Content starts
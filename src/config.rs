//! Worker configuration loaded from environment variables.
//!
//! | Variable | Default |
//! |----------|---------|
//! | `ROTA_DATABASE_URL` | required |
//! | `ROTA_POOL_SIZE` | 4 |
//! | `ROTA_CONSUMER_NAME` | `HOSTNAME`, else `rota-worker` |
//! | `ROTA_POLL_INTERVAL_MS` | 500 |
//! | `ROTA_STREAM_MAX_LEN` | 10 |
//! | `ROTA_STALE_AVAILABILITY_DAYS` | 7 |
//! | `ROTA_MAINTENANCE_INTERVAL_SECS` | 3600 |
//! | `ROTA_SPOOL_DIR` | `spool` |

use camino::Utf8PathBuf;
use std::str::FromStr;
use std::time::Duration;
use thiserror::Error;

const DATABASE_URL: &str = "ROTA_DATABASE_URL";
const POOL_SIZE: &str = "ROTA_POOL_SIZE";
const CONSUMER_NAME: &str = "ROTA_CONSUMER_NAME";
const POLL_INTERVAL_MS: &str = "ROTA_POLL_INTERVAL_MS";
const STREAM_MAX_LEN: &str = "ROTA_STREAM_MAX_LEN";
const STALE_AVAILABILITY_DAYS: &str = "ROTA_STALE_AVAILABILITY_DAYS";
const MAINTENANCE_INTERVAL_SECS: &str = "ROTA_MAINTENANCE_INTERVAL_SECS";
const SPOOL_DIR: &str = "ROTA_SPOOL_DIR";

const DEFAULT_CONSUMER_NAME: &str = "rota-worker";

/// Errors raised while loading configuration.
#[derive(Debug, Clone, Error, PartialEq, Eq)]
pub enum ConfigError {
    /// A required variable is not set.
    #[error("{0} must be set")]
    Missing(&'static str),

    /// A variable holds a value that cannot be used.
    #[error("{key}={value:?}: {reason}")]
    Invalid {
        /// Variable name.
        key: &'static str,
        /// Raw value.
        value: String,
        /// Why the value was rejected.
        reason: String,
    },
}

/// Settings of one worker process.
#[derive(Debug, Clone, PartialEq, Eq)]
pub struct RotaConfig {
    /// `PostgreSQL` connection string.
    pub database_url: String,
    /// Maximum pooled connections.
    pub pool_size: u32,
    /// Consumer name within the delivery group.
    pub consumer_name: String,
    /// Delay between empty stream claims.
    pub poll_interval: Duration,
    /// Entries kept per channel when trimming.
    pub stream_max_len: u64,
    /// Days after which reduced availability is reset.
    pub stale_availability_days: u32,
    /// Delay between maintenance passes.
    pub maintenance_interval: Duration,
    /// Directory holding downloaded mail.
    pub spool_dir: Utf8PathBuf,
}

impl RotaConfig {
    /// Loads configuration from the process environment.
    ///
    /// # Errors
    ///
    /// Returns [`ConfigError`] when a variable is missing or malformed.
    pub fn from_env() -> Result<Self, ConfigError> {
        Self::from_lookup(|key| std::env::var(key).ok())
    }

    /// Loads configuration through `lookup`, which returns the value of a
    /// variable when set.
    ///
    /// # Errors
    ///
    /// Returns [`ConfigError::Missing`] when the database URL is absent and
    /// [`ConfigError::Invalid`] for unparsable or zero numbers.
    pub fn from_lookup(lookup: impl Fn(&str) -> Option<String>) -> Result<Self, ConfigError> {
        let read = |key: &str| {
            lookup(key)
                .map(|value| value.trim().to_owned())
                .filter(|value| !value.is_empty())
        };
        let database_url = read(DATABASE_URL).ok_or(ConfigError::Missing(DATABASE_URL))?;
        let consumer_name = read(CONSUMER_NAME)
            .or_else(|| read("HOSTNAME"))
            .unwrap_or_else(|| DEFAULT_CONSUMER_NAME.to_owned());
        Ok(Self {
            database_url,
            pool_size: positive(POOL_SIZE, read(POOL_SIZE), 4)?,
            consumer_name,
            poll_interval: Duration::from_millis(positive(
                POLL_INTERVAL_MS,
                read(POLL_INTERVAL_MS),
                500,
            )?),
            stream_max_len: positive(STREAM_MAX_LEN, read(STREAM_MAX_LEN), 10)?,
            stale_availability_days: positive(
                STALE_AVAILABILITY_DAYS,
                read(STALE_AVAILABILITY_DAYS),
                7,
            )?,
            maintenance_interval: Duration::from_secs(positive(
                MAINTENANCE_INTERVAL_SECS,
                read(MAINTENANCE_INTERVAL_SECS),
                3600,
            )?),
            spool_dir: read(SPOOL_DIR).map_or_else(|| Utf8PathBuf::from("spool"), Utf8PathBuf::from),
        })
    }
}

fn positive<T>(key: &'static str, raw: Option<String>, default: T) -> Result<T, ConfigError>
where
    T: FromStr + PartialEq + Default,
    T::Err: std::fmt::Display,
{
    let Some(value) = raw else {
        return Ok(default);
    };
    match value.parse::<T>() {
        Ok(parsed) if parsed != T::default() => Ok(parsed),
        Ok(_) => Err(ConfigError::Invalid {
            key,
            value,
            reason: "must be greater than zero".to_owned(),
        }),
        Err(err) => Err(ConfigError::Invalid {
            key,
            reason: err.to_string(),
            value,
        }),
    }
}
//! Error types for review domain validation.

use super::OpenTaskId;
use thiserror::Error;

/// Errors returned while constructing or transforming review values.
#[derive(Debug, Clone, Error, PartialEq, Eq)]
pub enum ReviewDomainError {
    /// A task was given no project codes.
    #[error("a task requires at least one project code")]
    EmptyProjectCodes,

    /// A project code is empty or contains the `+` separator.
    #[error("invalid project code: {0:?}")]
    InvalidProjectCode(String),

    /// Page counts must be positive.
    #[error("page count must be positive")]
    ZeroPages,

    /// The open task identifier is not a lowercase hex SHA-256 digest.
    #[error("invalid open task id: {0}")]
    InvalidOpenTaskId(String),

    /// Closed task identifiers are positive sequence numbers.
    #[error("invalid closed task id: {0}")]
    InvalidClosedTaskId(i64),

    /// Only assigned tasks can be closed.
    #[error("open task {0} has no reviewer")]
    UnassignedTask(OpenTaskId),

    /// Page indices start at 1 and sizes must be positive.
    #[error("invalid page request: index {page_index}, size {page_size}")]
    InvalidPageRequest {
        /// Requested 1-based page index.
        page_index: u32,
        /// Requested page size.
        page_size: u32,
    },
}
Content ends
- **Instructions to follow**: Only the lines from the first line of the records through the line containing "const STALE_AVAILABILITY_DAYS: &str" should be repeated, exactly as they appear.

- **Written solution**:
filename src/config.rs
//! Worker configuration loaded from environment variables.
//!
//! | Variable | Default |
//! |----------|---------|
//! | `ROTA_DATABASE_URL` | required |
//! | `ROTA_POOL_SIZE` | 4 |
//! | `ROTA_CONSUMER_NAME` | `HOSTNAME`, else `rota-worker` |
//! | `ROTA_POLL_INTERVAL_MS` | 500 |
//! | `ROTA_STREAM_MAX_LEN` | 10 |
//! | `ROTA_STALE_AVAILABILITY_DAYS` | 7 |
//! | `ROTA_MAINTENANCE_INTERVAL_SECS` | 3600 |
//! | `ROTA_SPOOL_DIR` | `spool` |

use camino::Utf8PathBuf;
use std::str::FromStr;
use std::time::Duration;
use thiserror::Error;

const DATABASE_URL: &str = "ROTA_DATABASE_URL";
const POOL_SIZE: &str = "ROTA_POOL_SIZE";
const CONSUMER_NAME: &str = "ROTA_CONSUMER_NAME";
const POLL_INTERVAL_MS: &str = "ROTA_POLL_INTERVAL_MS";
const STREAM_MAX_LEN: &str = "ROTA_STREAM_MAX_LEN";
const STALE_AVAILABILITY_DAYS: &str = "ROTA_STALE_AVAILABILITY_DAYS";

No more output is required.